On 20 December 2021 detention centre staff were conducting a headcount and, in the process, had found a container of fermented liquid which was later confirmed as homebrew by another staff member in the possession of the applicant.[67]
[67] Exhibit 2, Remittal Bundle, RB35, Applicant’s Detention Records- Incident Reports, 517.
On 18 January 2022, the Applicant sought judicial review of the AAT decision in the Federal Court.
On 24 June 2022, Derrington J dismissed that application for review.[68]
[68] Exhibit 2, Remittal Bundle, RB30, Manebona v Immigration, Citizenship, Migrant Services and Multicultural Affairs [2022] FCA 730, 440-461.
On 11 October 2022, the Applicant was injured in an accident though had little recollection as the Applicant stated that he had consumed approximately 1 litre of homebrew, a fermented liquid made by detainees. [69]
[69] Exhibit 2, Remittal Bundle, RB34, Applicant’s Detention Records- Individual Management Plan Review, 496.
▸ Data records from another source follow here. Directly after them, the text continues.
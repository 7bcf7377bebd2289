use serde::{Deserialize, Serialize};

/// Source position, both coordinates 1-based.
#[derive(Debug, Clone, Copy, PartialEq, Eq, Serialize, Deserialize)]
pub struct Span {
    pub line: usize,
    pub col: usize,
}

impl Default for Span {
    fn default() -> Self {
        Self { line: 1, col: 1 }
    }
}

impl Span {
    pub fn new(line: usize, col: usize) -> Self {
        Self { line, col }
    }

    /// Position right after `text`, when `text` starts at `self`.
    pub fn advance(self, text: &str) -> Self {
        match text.rfind('\n') {
            Some(last) => Self {
                line: self.line + text.matches('\n').count(),
                col: text[last + 1..].chars().count() + 1,
            },
            None => Self {
                line: self.line,
                col: self.col + text.chars().count(),
            },
        }
    }
}

#[cfg(test)]
mod tests {
    use super::*;

    #[test]
    fn advances_within_a_line() {
        assert_eq!(Span::default().advance("let"), Span::new(1, 4));
    }

    #[test]
    fn resets_column_after_newlines() {
        assert_eq!(Span::new(2, 9).advance("  \n\n   "), Span::new(4, 4));
        assert_eq!(Span::new(1, 5).advance("// note\n"), Span::new(2, 1));
    }
}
On 11 January 2023, a search of all “gold two” rooms was conducted, Mr Manebona’s rooms is mentioned as a targeted room. During the search Mr Manebona was observed walking into his room and picking up a bag of laundry, Mr Manebona was alerted that staff would have to search the items he was attempting to remove from the room. As a result of the search there were what was thought to be suboxne strips wrapped in cling wrap, Mr Manebona took ownership for these.[70]
[70] Exhibit 2, Remittal Bundle, RB35, Applicant’s Detention Records - Incident Reports, 504-505.
On 8 March 2023, Mr Manebona along with two others were found to be in the possession contraband, which was a bucket of what appeared to be homebrew.[71]
[71] Exhibit 2, Remittal Bundle, RB35, Applicant’s Detention Records - Incident Reports, 507.
On 14 July 2023, Mr Manebona was involved in an incident in which he approached another detainee in a threating manner and stated ‘you think you are big, you are fucking nothing and I’m sick of your shit. If I catch you one on one, I am going to smash you’ though there was not a physical alternation reported on this date [72]
[72] Exhibit 2, Remittal Bundle, RB35, Applicant’s Detention Records - Incident Reports, 510-511.
On 23 July 2023, a staff member was alerted that Mr Manebona and another detainee were consuming alcohol. It is reported that Mr Manebona was sitting at a table drinking out of a juice bottle which was later confiscated.[73]
[73] Exhibit 2, Remittal Bundle, RB35, Applicant’s Detention Records - Incident Reports, 513-515.
On 26 July 2023, the Applicant appealed the Federal Court decision to the Full Bench of the Federal Court. The appeal was allowed, and the matter remitted to the Tribunal.[74]
[74]Exhibit 2, Remittal Bundle, RB32, Manebona V Minister for Immigration, Citizenship, Migrant Services and Multicultural Affairs [2023] FCAFC 116, 459-494.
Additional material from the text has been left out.